Copy out each line of the data that holds the word "remote".

————————

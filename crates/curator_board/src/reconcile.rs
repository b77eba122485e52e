use curator_core::{Article, ArticleId, ArticleStore, Error, NewArticle, Result, SelectionSet};
use tracing::info;

/// Makes the remote curated list match a selection.
///
/// Every push replaces the whole list: the store is cleared, the selected
/// articles are copied in without their identifiers, and the list is read
/// back. An empty selection clears the list.
pub struct CurationReconciler<'a> {
    store: &'a dyn ArticleStore,
}

impl<'a> CurationReconciler<'a> {
    pub fn new(store: &'a dyn ArticleStore) -> Self {
        Self { store }
    }

    /// Pushes `selected` and returns the curated list as the store now holds it.
    ///
    /// `articles` is the snapshot the selection refers to. A selection naming
    /// ids the snapshot does not hold is refused before the store is touched.
    pub async fn set_curated_list(
        &self,
        articles: &[Article],
        selected: &SelectionSet,
    ) -> Result<Vec<Article>> {
        let missing = missing_ids(articles, selected);
        if !missing.is_empty() {
            return Err(Error::Storage(format!(
                "unknown article id(s) {:?} among {} loaded articles",
                missing,
                articles.len()
            )));
        }
        let records = curation_records(articles, selected);

        info!("🗂️ Replacing curated list with {} article(s)", records.len());
        self.store.replace_curated(&records).await?;

        let curated = self.store.fetch_curated().await?;
        info!("✨ Curated list now holds {} article(s)", curated.len());
        Ok(curated)
    }

    /// Deletes one curated entry and returns the refreshed list.
    pub async fn remove_from_curated_list(&self, id: ArticleId) -> Result<Vec<Article>> {
        info!("🗑️ Removing curated article {}", id);
        self.store.delete_curated(id).await?;
        self.store.fetch_curated().await
    }
}

/// Selected ids with no article in the snapshot.
pub fn missing_ids(articles: &[Article], selected: &SelectionSet) -> Vec<ArticleId> {
    selected
        .iter()
        .filter(|id| !articles.iter().any(|article| article.id == *id))
        .collect()
}

/// The selected articles, stripped of the identifiers the curated collection
/// will reassign.
pub fn curation_records(articles: &[Article], selected: &SelectionSet) -> Vec<NewArticle> {
    articles
        .iter()
        .filter(|article| selected.is_selected(article.id))
        .map(Article::to_new)
        .collect()
}
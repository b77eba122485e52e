use async_trait::async_trait;

use crate::types::{Article, ArticleId, NewArticle};
use crate::Result;

/// The remote article store: a read-only `articles` collection and a
/// writable `curated_list` collection.
#[async_trait]
pub trait ArticleStore: Send + Sync {
    /// All articles, identifier descending
    async fn fetch_articles(&self) -> Result<Vec<Article>>;

    /// The curated list, identifier descending
    async fn fetch_curated(&self) -> Result<Vec<Article>>;

    /// Delete every curated entry
    async fn clear_curated(&self) -> Result<()>;

    /// Insert a batch of records; the store assigns their identifiers
    async fn insert_curated(&self, articles: &[NewArticle]) -> Result<()>;

    /// Delete a single curated entry by its identifier
    async fn delete_curated(&self, id: ArticleId) -> Result<()>;

    /// Make the curated list hold exactly `articles`.
    ///
    /// The default clears and then inserts as two separate requests, so a
    /// failed insert leaves the list empty. Backends with transactions
    /// override this to apply both steps atomically.
    async fn replace_curated(&self, articles: &[NewArticle]) -> Result<()> {
        self.clear_curated().await?;
        if !articles.is_empty() {
            self.insert_curated(articles).await?;
        }
        Ok(())
    }
}
use thiserror::Error;

#[derive(Error, Debug)]
pub enum Error {
    #[error("IO error: {0}")]
    Io(#[from] std::io::Error),

    #[error("Serialization error: {0}")]
    Serialization(#[from] serde_json::Error),

    #[error("Database error: {0}")]
    Database(String),

    #[error("Invalid URL: {0}")]
    InvalidUrl(String),

    #[error("Storage error: {0}")]
    Storage(String),

    #[error("HTTP error: {0}")]
    Http(#[from] reqwest::Error),
}

pub type Result<T> = std::result::Result<T, Error>;
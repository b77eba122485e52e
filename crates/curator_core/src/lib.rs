pub mod error;
pub mod selection;
pub mod sort;
pub mod source;
pub mod storage;
pub mod types;

pub use error::{Error, Result};
pub use selection::SelectionSet;
pub use sort::{sort_articles, SortDirection, SortKey, SortOrder};
pub use source::extract_source;
pub use storage::ArticleStore;
pub use types::{Article, ArticleId, NewArticle};
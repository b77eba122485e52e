pub mod memory;
pub mod rest;

#[cfg(feature = "sqlite")]
pub mod sqlite;

pub use memory::InMemoryStore;
pub use rest::{RestConfig, RestStore};

#[cfg(feature = "sqlite")]
pub use sqlite::SQLiteStore;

————————

_Exercise response_.
/// Makes the remote curated list match a selection.
/// The remote article store: a read-only `articles` collection and a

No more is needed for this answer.